• TASK DETAILS
Transcribe each entry. Change nothing.

[Records contained in a dataset]
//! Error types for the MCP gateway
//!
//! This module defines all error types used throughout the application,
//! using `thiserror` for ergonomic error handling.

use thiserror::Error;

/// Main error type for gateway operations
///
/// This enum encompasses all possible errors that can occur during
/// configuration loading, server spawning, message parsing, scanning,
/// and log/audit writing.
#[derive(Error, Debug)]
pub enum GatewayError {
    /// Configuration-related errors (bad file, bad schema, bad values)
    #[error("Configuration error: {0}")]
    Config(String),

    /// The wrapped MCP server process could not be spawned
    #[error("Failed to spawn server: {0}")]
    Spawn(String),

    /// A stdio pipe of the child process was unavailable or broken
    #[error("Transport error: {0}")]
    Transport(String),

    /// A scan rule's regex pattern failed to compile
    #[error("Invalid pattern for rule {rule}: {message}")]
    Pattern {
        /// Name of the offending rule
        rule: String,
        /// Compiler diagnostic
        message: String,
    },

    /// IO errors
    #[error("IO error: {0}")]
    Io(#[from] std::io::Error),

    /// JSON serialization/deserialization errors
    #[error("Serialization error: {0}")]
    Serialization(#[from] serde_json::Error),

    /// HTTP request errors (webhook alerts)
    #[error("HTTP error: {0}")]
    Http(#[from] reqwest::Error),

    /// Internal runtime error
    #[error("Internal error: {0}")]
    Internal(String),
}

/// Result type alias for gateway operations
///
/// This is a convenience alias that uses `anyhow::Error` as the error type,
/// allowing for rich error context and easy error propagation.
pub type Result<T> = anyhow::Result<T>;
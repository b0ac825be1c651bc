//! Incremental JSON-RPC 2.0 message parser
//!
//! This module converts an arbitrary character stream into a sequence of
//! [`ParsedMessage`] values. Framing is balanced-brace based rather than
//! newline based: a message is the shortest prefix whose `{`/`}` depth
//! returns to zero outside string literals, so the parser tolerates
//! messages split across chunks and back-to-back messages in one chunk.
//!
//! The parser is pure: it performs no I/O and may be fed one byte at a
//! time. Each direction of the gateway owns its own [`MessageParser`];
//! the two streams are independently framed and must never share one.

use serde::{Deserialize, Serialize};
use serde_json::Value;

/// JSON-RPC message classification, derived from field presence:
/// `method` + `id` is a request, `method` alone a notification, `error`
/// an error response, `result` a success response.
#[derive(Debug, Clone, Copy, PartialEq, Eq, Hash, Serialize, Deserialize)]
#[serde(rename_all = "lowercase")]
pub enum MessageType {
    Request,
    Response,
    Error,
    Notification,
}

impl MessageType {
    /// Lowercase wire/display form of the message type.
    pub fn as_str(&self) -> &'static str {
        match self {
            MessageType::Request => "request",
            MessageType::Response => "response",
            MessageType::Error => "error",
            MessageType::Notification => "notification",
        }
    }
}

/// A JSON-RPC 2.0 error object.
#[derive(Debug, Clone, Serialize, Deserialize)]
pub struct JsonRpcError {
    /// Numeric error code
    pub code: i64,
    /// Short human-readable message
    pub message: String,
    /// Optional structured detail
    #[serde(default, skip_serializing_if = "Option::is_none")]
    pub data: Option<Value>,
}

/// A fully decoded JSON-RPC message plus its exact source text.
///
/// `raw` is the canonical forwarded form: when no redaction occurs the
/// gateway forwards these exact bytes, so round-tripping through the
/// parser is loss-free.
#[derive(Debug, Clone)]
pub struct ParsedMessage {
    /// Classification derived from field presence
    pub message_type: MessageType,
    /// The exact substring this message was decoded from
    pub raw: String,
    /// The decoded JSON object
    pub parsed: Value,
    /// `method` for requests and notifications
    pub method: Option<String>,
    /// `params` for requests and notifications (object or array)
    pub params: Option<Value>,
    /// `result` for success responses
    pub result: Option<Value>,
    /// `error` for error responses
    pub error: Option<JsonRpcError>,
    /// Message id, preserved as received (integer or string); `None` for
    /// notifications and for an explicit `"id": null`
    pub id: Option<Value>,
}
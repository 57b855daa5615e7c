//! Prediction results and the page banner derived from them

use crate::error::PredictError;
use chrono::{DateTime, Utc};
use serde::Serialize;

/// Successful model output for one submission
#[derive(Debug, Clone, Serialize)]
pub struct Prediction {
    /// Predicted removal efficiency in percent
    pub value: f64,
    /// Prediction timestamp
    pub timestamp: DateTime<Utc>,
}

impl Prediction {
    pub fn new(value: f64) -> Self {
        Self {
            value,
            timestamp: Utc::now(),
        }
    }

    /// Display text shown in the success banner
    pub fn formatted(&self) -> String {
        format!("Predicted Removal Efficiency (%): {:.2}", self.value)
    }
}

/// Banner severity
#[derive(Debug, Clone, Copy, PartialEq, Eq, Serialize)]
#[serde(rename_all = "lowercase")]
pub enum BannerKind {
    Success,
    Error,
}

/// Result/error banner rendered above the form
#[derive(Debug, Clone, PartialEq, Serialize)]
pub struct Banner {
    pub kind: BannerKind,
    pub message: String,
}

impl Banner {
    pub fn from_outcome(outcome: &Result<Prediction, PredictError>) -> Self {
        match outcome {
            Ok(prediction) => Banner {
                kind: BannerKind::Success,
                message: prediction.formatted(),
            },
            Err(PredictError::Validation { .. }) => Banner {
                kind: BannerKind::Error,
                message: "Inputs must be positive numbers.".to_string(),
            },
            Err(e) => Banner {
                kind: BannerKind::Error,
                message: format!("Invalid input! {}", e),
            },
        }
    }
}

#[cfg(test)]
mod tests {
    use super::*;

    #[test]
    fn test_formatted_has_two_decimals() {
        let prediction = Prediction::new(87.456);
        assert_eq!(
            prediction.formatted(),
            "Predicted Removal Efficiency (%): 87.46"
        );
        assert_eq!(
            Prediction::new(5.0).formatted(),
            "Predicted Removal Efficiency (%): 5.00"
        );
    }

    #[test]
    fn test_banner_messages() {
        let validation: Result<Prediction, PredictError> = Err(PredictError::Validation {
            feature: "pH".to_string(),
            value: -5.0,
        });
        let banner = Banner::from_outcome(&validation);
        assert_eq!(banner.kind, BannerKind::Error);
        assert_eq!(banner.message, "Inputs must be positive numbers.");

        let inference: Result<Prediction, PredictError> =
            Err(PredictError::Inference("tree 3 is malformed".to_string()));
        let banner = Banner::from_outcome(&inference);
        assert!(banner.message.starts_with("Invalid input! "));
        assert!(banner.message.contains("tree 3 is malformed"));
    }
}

• ANSWER BOX
//! Error types for the MCP gateway
//!
//! This module defines all error types used throughout the application,
//! using `thiserror` for ergonomic error handling.

use thiserror::Error;

/// Main error type for gateway operations
///
/// This enum encompasses all possible errors that can occur during
/// configuration loading, server spawning, message parsing, scanning,
/// and log/audit writing.
#[derive(Error, Debug)]
pub enum GatewayError {
    /// Configuration-related errors (bad file, bad schema, bad values)
    #[error("Configuration error: {0}")]
    Config(String),

    /// The wrapped MCP server process could not be spawned
    #[error("Failed to spawn server: {0}")]
    Spawn(String),

    /// A stdio pipe of the child process was unavailable or broken
    #[error("Transport error: {0}")]
    Transport(String),

    /// A scan rule's regex pattern failed to compile
    #[error("Invalid pattern for rule {rule}: {message}")]
    Pattern {
        /// Name of the offending rule
        rule: String,
        /// Compiler diagnostic
        message: String,
    },

    /// IO errors
    #[error("IO error: {0}")]
    Io(#[from] std::io::Error),

    /// JSON serialization/deserialization errors
    #[error("Serialization error: {0}")]
    Serialization(#[from] serde_json::Error),

    /// HTTP request errors (webhook alerts)
    #[error("HTTP error: {0}")]
    Http(#[from] reqwest::Error),

    /// Internal runtime error
    #[error("Internal error: {0}")]
    Internal(String),
}

/// Result type alias for gateway operations
///
/// This is a convenience alias that uses `anyhow::Error` as the error type,
/// allowing for rich error context and easy error propagation.
pub type Result<T> = anyhow::Result<T>;
repository b0ac825be1c651bc
//! Incremental JSON-RPC 2.0 message parser
//!
//! This module converts an arbitrary character stream into a sequence of
//! [`ParsedMessage`] values. Framing is balanced-brace based rather than
//! newline based: a message is the shortest prefix whose `{`/`}` depth
//! returns to zero outside string literals, so the parser tolerates
//! messages split across chunks and back-to-back messages in one chunk.
//!
//! The parser is pure: it performs no I/O and may be fed one byte at a
//! time. Each direction of the gateway owns its own [`MessageParser`];
//! the two streams are independently framed and must never share one.

use serde::{Deserialize, Serialize};
use serde_json::Value;

/// JSON-RPC message classification, derived from field presence:
/// `method` + `id` is a request, `method` alone a notification, `error`
/// an error response, `result` a success response.
#[derive(Debug, Clone, Copy, PartialEq, Eq, Hash, Serialize, Deserialize)]
#[serde(rename_all = "lowercase")]
pub enum MessageType {
    Request,
    Response,
    Error,
    Notification,
}

impl MessageType {
    /// Lowercase wire/display form of the message type.
    pub fn as_str(&self) -> &'static str {
        match self {
            MessageType::Request => "request",
            MessageType::Response => "response",
            MessageType::Error => "error",
            MessageType::Notification => "notification",
        }
    }
}

/// A JSON-RPC 2.0 error object.
#[derive(Debug, Clone, Serialize, Deserialize)]
pub struct JsonRpcError {
    /// Numeric error code
    pub code: i64,
    /// Short human-readable message
    pub message: String,
    /// Optional structured detail
    #[serde(default, skip_serializing_if = "Option::is_none")]
    pub data: Option<Value>,
}

/// A fully decoded JSON-RPC message plus its exact source text.
///
/// `raw` is the canonical forwarded form: when no redaction occurs the
/// gateway forwards these exact bytes, so round-tripping through the
/// parser is loss-free.
#[derive(Debug, Clone)]
pub struct ParsedMessage {
    /// Classification derived from field presence
    pub message_type: MessageType,
    /// The exact substring this message was decoded from
    pub raw: String,
    /// The decoded JSON object
    pub parsed: Value,
    /// `method` for requests and notifications
    pub method: Option<String>,
    /// `params` for requests and notifications (object or array)
    pub params: Option<Value>,
    /// `result` for success responses
    pub result: Option<Value>,
    /// `error` for error responses
    pub error: Option<JsonRpcError>,
    /// Message id, preserved as received (integer or string); `None` for
    /// notifications and for an explicit `"id": null`
    pub id: Option<Value>,
}
repository 57b855daa5615e7c
//! Prediction results and the page banner derived from them

use crate::error::PredictError;
use chrono::{DateTime, Utc};
use serde::Serialize;

/// Successful model output for one submission
#[derive(Debug, Clone, Serialize)]
pub struct Prediction {
    /// Predicted removal efficiency in percent
    pub value: f64,
    /// Prediction timestamp
    pub timestamp: DateTime<Utc>,
}

impl Prediction {
    pub fn new(value: f64) -> Self {
        Self {
            value,
            timestamp: Utc::now(),
        }
    }

    /// Display text shown in the success banner
    pub fn formatted(&self) -> String {
        format!("Predicted Removal Efficiency (%): {:.2}", self.value)
    }
}

/// Banner severity
#[derive(Debug, Clone, Copy, PartialEq, Eq, Serialize)]
#[serde(rename_all = "lowercase")]
pub enum BannerKind {
    Success,
    Error,
}

/// Result/error banner rendered above the form
#[derive(Debug, Clone, PartialEq, Serialize)]
pub struct Banner {
    pub kind: BannerKind,
    pub message: String,
}

impl Banner {
    pub fn from_outcome(outcome: &Result<Prediction, PredictError>) -> Self {
        match outcome {
            Ok(prediction) => Banner {
                kind: BannerKind::Success,
                message: prediction.formatted(),
            },
            Err(PredictError::Validation { .. }) => Banner {
                kind: BannerKind::Error,
                message: "Inputs must be positive numbers.".to_string(),
            },
            Err(e) => Banner {
                kind: BannerKind::Error,
                message: format!("Invalid input! {}", e),
            },
        }
    }
}

#[cfg(test)]
mod tests {
    use super::*;

    #[test]
    fn test_formatted_has_two_decimals() {
        let prediction = Prediction::new(87.456);
        assert_eq!(
            prediction.formatted(),
            "Predicted Removal Efficiency (%): 87.46"
        );
        assert_eq!(
            Prediction::new(5.0).formatted(),
            "Predicted Removal Efficiency (%): 5.00"
        );
    }

    #[test]
    fn test_banner_messages() {
        let validation: Result<Prediction, PredictError> = Err(PredictError::Validation {
            feature: "pH".to_string(),
            value: -5.0,
        });
        let banner = Banner::from_outcome(&validation);
        assert_eq!(banner.kind, BannerKind::Error);
        assert_eq!(banner.message, "Inputs must be positive numbers.");

        let inference: Result<Prediction, PredictError> =
            Err(PredictError::Inference("tree 3 is malformed".to_string()));
        let banner = Banner::from_outcome(&inference);
        assert!(banner.message.starts_with("Invalid input! "));
        assert!(banner.message.contains("tree 3 is malformed"));
    }
}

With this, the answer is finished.